- [Your task]: In the listing below, every line with the word "DuplicateMember" needs to be copied.

----

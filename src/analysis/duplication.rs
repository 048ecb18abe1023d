//! Near-duplicate function detection via structural fingerprints.
//!
//! 1. Pick candidate blocks: functions with at least `min_lines` logical
//!    lines, not nested inside another candidate
//! 2. Serialize each block's tree shape with identifiers and literals
//!    elided, and hash every k-gram of that token stream with FxHash
//! 3. Find pairs with Jaccard similarity >= threshold. Small inputs are
//!    compared pairwise; larger ones go through a prefix-filter index so
//!    only blocks sharing a rare shingle are verified
//! 4. Union similar pairs into groups

use std::collections::BTreeMap;
use std::hash::{Hash, Hasher};

use rayon::prelude::*;
use rustc_hash::FxHasher;
use serde::{Deserialize, Serialize};
use tracing::debug;

use crate::config::AnalysisConfig;
use crate::detect::syntax::{function_parameters, positional_arity};
use crate::parser::{visit, NodeKind, SourceUnit, Span, SyntaxNode};
use crate::score::round4;

use super::{UnitArena, UnitId};

/// Name used in `enabled_detectors`.
pub const ANALYZER_NAME: &str = "duplication";

/// Tokens per shingle.
const K: usize = 5;
/// Above this many blocks, pairs come from the prefix index.
const LINEAR_SCAN_LIMIT: usize = 256;

/// One block in a duplicate group.
#[derive(Debug, Clone, PartialEq, Serialize, Deserialize)]
pub struct DuplicateMember {
    pub unit: UnitId,
    pub file: String,
    pub function: String,
    pub span: Span,
}

/// Blocks whose structure is near-identical.
#[derive(Debug, Clone, PartialEq, Serialize, Deserialize)]
pub struct DuplicateGroup {
    /// Common call signature, `name/arity` of the first member.
    pub signature: String,
    /// At least two, ordered by file then line.
    pub members: Vec<DuplicateMember>,
    /// Mean similarity of the pairs that formed the group.
    pub similarity: f64,
}

#[derive(Debug, Clone, Default, PartialEq, Serialize, Deserialize)]
pub struct DuplicationReport {
    pub groups: Vec<DuplicateGroup>,
    pub candidate_blocks: usize,
    pub duplicated_blocks: usize,
}

impl DuplicationReport {
    /// Share of candidate blocks that belong to some group.
    pub fn ratio(&self) -> f64 {
        if self.candidate_blocks == 0 {
            0.0
        } else {
            self.duplicated_blocks as f64 / self.candidate_blocks as f64
        }
    }
}

/// Sorted, deduplicated shingle hashes of one block.
#[derive(Debug, Clone, Default, PartialEq, Eq)]
pub struct Fingerprint {
    shingles: Vec<u64>,
}

impl Fingerprint {
    pub fn len(&self) -> usize {
        self.shingles.len()
    }

    pub fn is_empty(&self) -> bool {
        self.shingles.is_empty()
    }
}

/// Functions large enough to compare, outermost first in document order.
pub fn candidate_functions(unit: &SourceUnit, min_lines: u32) -> Vec<&SyntaxNode> {
    let is_candidate = |node: &SyntaxNode| {
        node.kind == NodeKind::Function
            && unit.logical_lines_in(node.span.start_line, node.span.end_line) >= min_lines
    };
    let mut found = Vec::new();
    visit(&unit.tree, |node, ancestors| {
        if is_candidate(node) && !ancestors.iter().any(|a| is_candidate(a)) {
            found.push(node);
        }
    });
    found
}

/// Structural fingerprint of a block.
pub fn fingerprint(block: &SyntaxNode) -> Fingerprint {
    let mut tokens = Vec::new();
    shape_tokens(block, &mut tokens);

    let mut shingles: Vec<u64> = if tokens.len() <= K {
        vec![hash_slice(&tokens)]
    } else {
        tokens.windows(K).map(hash_slice).collect()
    };
    shingles.sort_unstable();
    shingles.dedup();
    Fingerprint { shingles }
}

fn shape_tokens(root: &SyntaxNode, out: &mut Vec<u64>) {
    enum Step<'a> {
        Enter(&'a SyntaxNode),
        Close,
    }

    let mut stack = vec![Step::Enter(root)];
    while let Some(step) = stack.pop() {
        let node = match step {
            Step::Enter(node) => node,
            Step::Close => {
                out.push(hash_str(")"));
                continue;
            }
        };
        match node.kind {
            NodeKind::Comment => continue,
            NodeKind::Identifier | NodeKind::Property => {
                out.push(hash_str("ID"));
                continue;
            }
            kind if kind.is_literal() => {
                out.push(hash_str("LIT"));
                continue;
            }
            _ => {}
        }
        out.push(hash_str(node.raw_kind));
        if let Some(op) = node.operator {
            out.push(hash_str(op));
        }
        if node.children.iter().any(|c| c.kind != NodeKind::Comment) {
            out.push(hash_str("("));
            stack.push(Step::Close);
            stack.extend(node.children.iter().rev().map(Step::Enter));
        }
    }
}

fn hash_str(s: &str) -> u64 {
    let mut hasher = FxHasher::default();
    s.hash(&mut hasher);
    hasher.finish()
}

fn hash_slice(tokens: &[u64]) -> u64 {
    let mut hasher = FxHasher::default();
    tokens.hash(&mut hasher);
    hasher.finish()
}

/// Exact Jaccard similarity of two fingerprints.
pub fn jaccard(a: &Fingerprint, b: &Fingerprint) -> f64 {
    if a.is_empty() && b.is_empty() {
        return 0.0;
    }
    let shared = shared_count(&a.shingles, &b.shingles);
    let union = a.len() + b.len() - shared;
    shared as f64 / union as f64
}

fn shared_count(a: &[u64], b: &[u64]) -> usize {
    let (mut i, mut j, mut shared) = (0, 0, 0);
    while i < a.len() && j < b.len() {
        match a[i].cmp(&b[j]) {
            std::cmp::Ordering::Less => i += 1,
            std::cmp::Ordering::Greater => j += 1,
            std::cmp::Ordering::Equal => {
                shared += 1;
                i += 1;
                j += 1;
            }
        }
    }
    shared
}

/// Every pair `(a, b, similarity)` with `a < b` and similarity at or above
/// `threshold`, ordered by `(a, b)`.
pub fn similar_pairs(fingerprints: &[Fingerprint], threshold: f64) -> Vec<(usize, usize, f64)> {
    if fingerprints.len() <= LINEAR_SCAN_LIMIT {
        linear_pairs(fingerprints, threshold)
    } else {
        indexed_pairs(fingerprints, threshold)
    }
}

fn linear_pairs(fingerprints: &[Fingerprint], threshold: f64) -> Vec<(usize, usize, f64)> {
    let mut pairs = Vec::new();
    for a in 0..fingerprints.len() {
        for b in (a + 1)..fingerprints.len() {
            if let Some(similarity) = verify(&fingerprints[a], &fingerprints[b], threshold) {
                pairs.push((a, b, similarity));
            }
        }
    }
    pairs
}

/// Prefix filtering: with shingles in a fixed global order, two sets with
/// Jaccard >= t share at least one shingle among the first
/// `len - floor(t * len) + 1` of each.
fn indexed_pairs(fingerprints: &[Fingerprint], threshold: f64) -> Vec<(usize, usize, f64)> {
    let mut index: BTreeMap<u64, Vec<usize>> = BTreeMap::new();
    let mut pairs = Vec::new();

    for (b, fp) in fingerprints.iter().enumerate() {
        if fp.is_empty() {
            continue;
        }
        let prefix = &fp.shingles[..prefix_len(fp.len(), threshold)];

        let mut candidates: Vec<usize> = prefix
            .iter()
            .filter_map(|s| index.get(s))
            .flatten()
            .copied()
            .collect();
        candidates.sort_unstable();
        candidates.dedup();

        for a in candidates {
            if let Some(similarity) = verify(&fingerprints[a], fp, threshold) {
                pairs.push((a, b, similarity));
            }
        }
        for shingle in prefix {
            index.entry(*shingle).or_default().push(b);
        }
    }

    pairs.sort_by(|x, y| (x.0, x.1).cmp(&(y.0, y.1)));
    pairs
}

fn prefix_len(len: usize, threshold: f64) -> usize {
    let keep = (threshold * len as f64).floor() as usize;
    (len - keep.min(len) + 1).min(len)
}

fn verify(a: &Fingerprint, b: &Fingerprint, threshold: f64) -> Option<f64> {
    if a.is_empty() || b.is_empty() {
        return None;
    }
    // Length filter: |small| / |large| bounds the similarity.
    let (small, large) = if a.len() <= b.len() {
        (a.len(), b.len())
    } else {
        (b.len(), a.len())
    };
    if (small as f64) < threshold * large as f64 {
        return None;
    }
    let similarity = jaccard(a, b);
    (similarity >= threshold).then_some(similarity)
}

// ---------------------------------------------------------------------------
// Union-Find (Disjoint Sets) for grouping
// ---------------------------------------------------------------------------

/// Path-compressed union-find with union by rank.
struct DisjointSets {
    parent: Vec<usize>,
    rank: Vec<usize>,
}

impl DisjointSets {
    fn new(n: usize) -> Self {
        Self {
            parent: (0..n).collect(),
            rank: vec![0; n],
        }
    }

    fn find(&mut self, x: usize) -> usize {
        if self.parent[x] != x {
            self.parent[x] = self.find(self.parent[x]);
        }
        self.parent[x]
    }

    fn union(&mut self, a: usize, b: usize) {
        let ra = self.find(a);
        let rb = self.find(b);
        if ra == rb {
            return;
        }
        match self.rank[ra].cmp(&self.rank[rb]) {
            std::cmp::Ordering::Less => self.parent[ra] = rb,
            std::cmp::Ordering::Greater => self.parent[rb] = ra,
            std::cmp::Ordering::Equal => {
                self.parent[rb] = ra;
                self.rank[ra] += 1;
            }
        }
    }
}

struct Block<'a> {
    unit: UnitId,
    source: &'a SourceUnit,
    node: &'a SyntaxNode,
}

/// Cross-file duplication analyzer.
#[derive(Debug, Clone, Copy)]
pub struct DuplicationAnalyzer {
    threshold: f64,
    min_lines: u32,
}

impl DuplicationAnalyzer {
    pub fn new(threshold: f64, min_lines: u32) -> Self {
        Self {
            threshold,
            min_lines,
        }
    }

    pub fn from_config(config: &AnalysisConfig) -> Self {
        Self::new(config.duplication_threshold, config.duplication_min_lines)
    }

    /// Group near-duplicate blocks across the given units.
    pub fn analyze(&self, arena: &UnitArena, ids: &[UnitId]) -> DuplicationReport {
        let blocks: Vec<Block<'_>> = arena
            .select(ids)
            .into_iter()
            .flat_map(|(id, unit)| {
                candidate_functions(unit, self.min_lines)
                    .into_iter()
                    .map(move |node| Block {
                        unit: id,
                        source: unit,
                        node,
                    })
            })
            .collect();

        let fingerprints: Vec<Fingerprint> = blocks
            .par_iter()
            .map(|b| fingerprint(b.node))
            .collect();

        let pairs = similar_pairs(&fingerprints, self.threshold);
        debug!(
            blocks = blocks.len(),
            pairs = pairs.len(),
            indexed = blocks.len() > LINEAR_SCAN_LIMIT,
            "duplication pairs computed"
        );

        let groups = group_pairs(&blocks, &pairs);
        let duplicated_blocks = groups.iter().map(|g| g.members.len()).sum();
        DuplicationReport {
            groups,
            candidate_blocks: blocks.len(),
            duplicated_blocks,
        }
    }
}

fn group_pairs(blocks: &[Block<'_>], pairs: &[(usize, usize, f64)]) -> Vec<DuplicateGroup> {
    let mut ds = DisjointSets::new(blocks.len());
    for &(a, b, _) in pairs {
        ds.union(a, b);
    }

    let mut components: BTreeMap<usize, Vec<usize>> = BTreeMap::new();
    let mut similarity_sums: BTreeMap<usize, (f64, usize)> = BTreeMap::new();
    for &(a, b, similarity) in pairs {
        let root = ds.find(a);
        let entry = similarity_sums.entry(root).or_insert((0.0, 0));
        entry.0 += similarity;
        entry.1 += 1;
        for idx in [a, b] {
            let members = components.entry(root).or_default();
            if !members.contains(&idx) {
                members.push(idx);
            }
        }
    }

    let mut groups: Vec<DuplicateGroup> = components
        .into_iter()
        .filter(|(_, members)| members.len() >= 2)
        .map(|(root, mut members)| {
            members.sort_by(|&x, &y| {
                let (bx, by) = (&blocks[x], &blocks[y]);
                (bx.source.path.as_str(), bx.node.span.start_byte)
                    .cmp(&(by.source.path.as_str(), by.node.span.start_byte))
            });
            let (sum, count) = similarity_sums.get(&root).copied().unwrap_or((0.0, 0));
            let similarity = if count == 0 { 0.0 } else { round4(sum / count as f64) };
            DuplicateGroup {
                signature: signature(&blocks[members[0]]),
                members: members
                    .iter()
                    .map(|&i| {
                        let block = &blocks[i];
                        DuplicateMember {
                            unit: block.unit,
                            file: block.source.path.clone(),
                            function: block
                                .node
                                .name
                                .clone()
                                .unwrap_or_else(|| "<anonymous>".to_string()),
                            span: block.node.span,
                        }
                    })
                    .collect(),
                similarity,
            }
        })
        .collect();

    groups.sort_by(|a, b| {
        b.similarity
            .partial_cmp(&a.similarity)
            .unwrap_or(std::cmp::Ordering::Equal)
            .then_with(|| a.members[0].file.cmp(&b.members[0].file))
            .then_with(|| a.members[0].span.start_byte.cmp(&b.members[0].span.start_byte))
    });
    groups
}

fn signature(block: &Block<'_>) -> String {
    let name = block.node.name.as_deref().unwrap_or("<anonymous>");
    let arity = function_parameters(block.node)
        .map(|p| positional_arity(block.source, p))
        .unwrap_or(0);
    format!("{}/{}", name, arity)
}

#[cfg(test)]
mod tests {
    use super::*;

    fn fp(shingles: &[u64]) -> Fingerprint {
        let mut shingles = shingles.to_vec();
        shingles.sort_unstable();
        shingles.dedup();
        Fingerprint { shingles }
    }

    #[test]
    fn test_jaccard() {
        let a = fp(&[1, 2, 3, 4]);
        let b = fp(&[2, 3, 4, 5]);
        assert!((jaccard(&a, &b) - 0.6).abs() < 1e-9);
        assert_eq!(jaccard(&a, &a), 1.0);
        assert_eq!(jaccard(&fp(&[]), &fp(&[])), 0.0);
    }

    #[test]
    fn test_prefix_len() {
        assert_eq!(prefix_len(20, 0.85), 4);
        assert_eq!(prefix_len(1, 0.85), 1);
        assert_eq!(prefix_len(10, 1.0), 1);
    }

    #[test]
    fn test_indexed_pairs_match_linear_scan() {
        // Families of near-identical sets plus unrelated noise.
        let mut fingerprints = Vec::new();
        for family in 0..40u64 {
            let base: Vec<u64> = (0..30).map(|i| family * 1_000 + i).collect();
            for variant in 0..8u64 {
                let mut set = base.clone();
                set[variant as usize] = 900_000 + family * 100 + variant;
                fingerprints.push(fp(&set));
            }
        }
        assert!(fingerprints.len() > LINEAR_SCAN_LIMIT);

        let linear = linear_pairs(&fingerprints, 0.85);
        let indexed = indexed_pairs(&fingerprints, 0.85);
        assert!(!linear.is_empty());
        assert_eq!(linear, indexed);
    }

    #[test]
    fn test_union_find_transitive() {
        let mut ds = DisjointSets::new(4);
        ds.union(0, 1);
        ds.union(1, 2);
        assert_eq!(ds.find(0), ds.find(2));
        assert_ne!(ds.find(0), ds.find(3));
    }
}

----

- [Exercise output]:
pub struct DuplicateMember {
    pub members: Vec<DuplicateMember>,
                        DuplicateMember {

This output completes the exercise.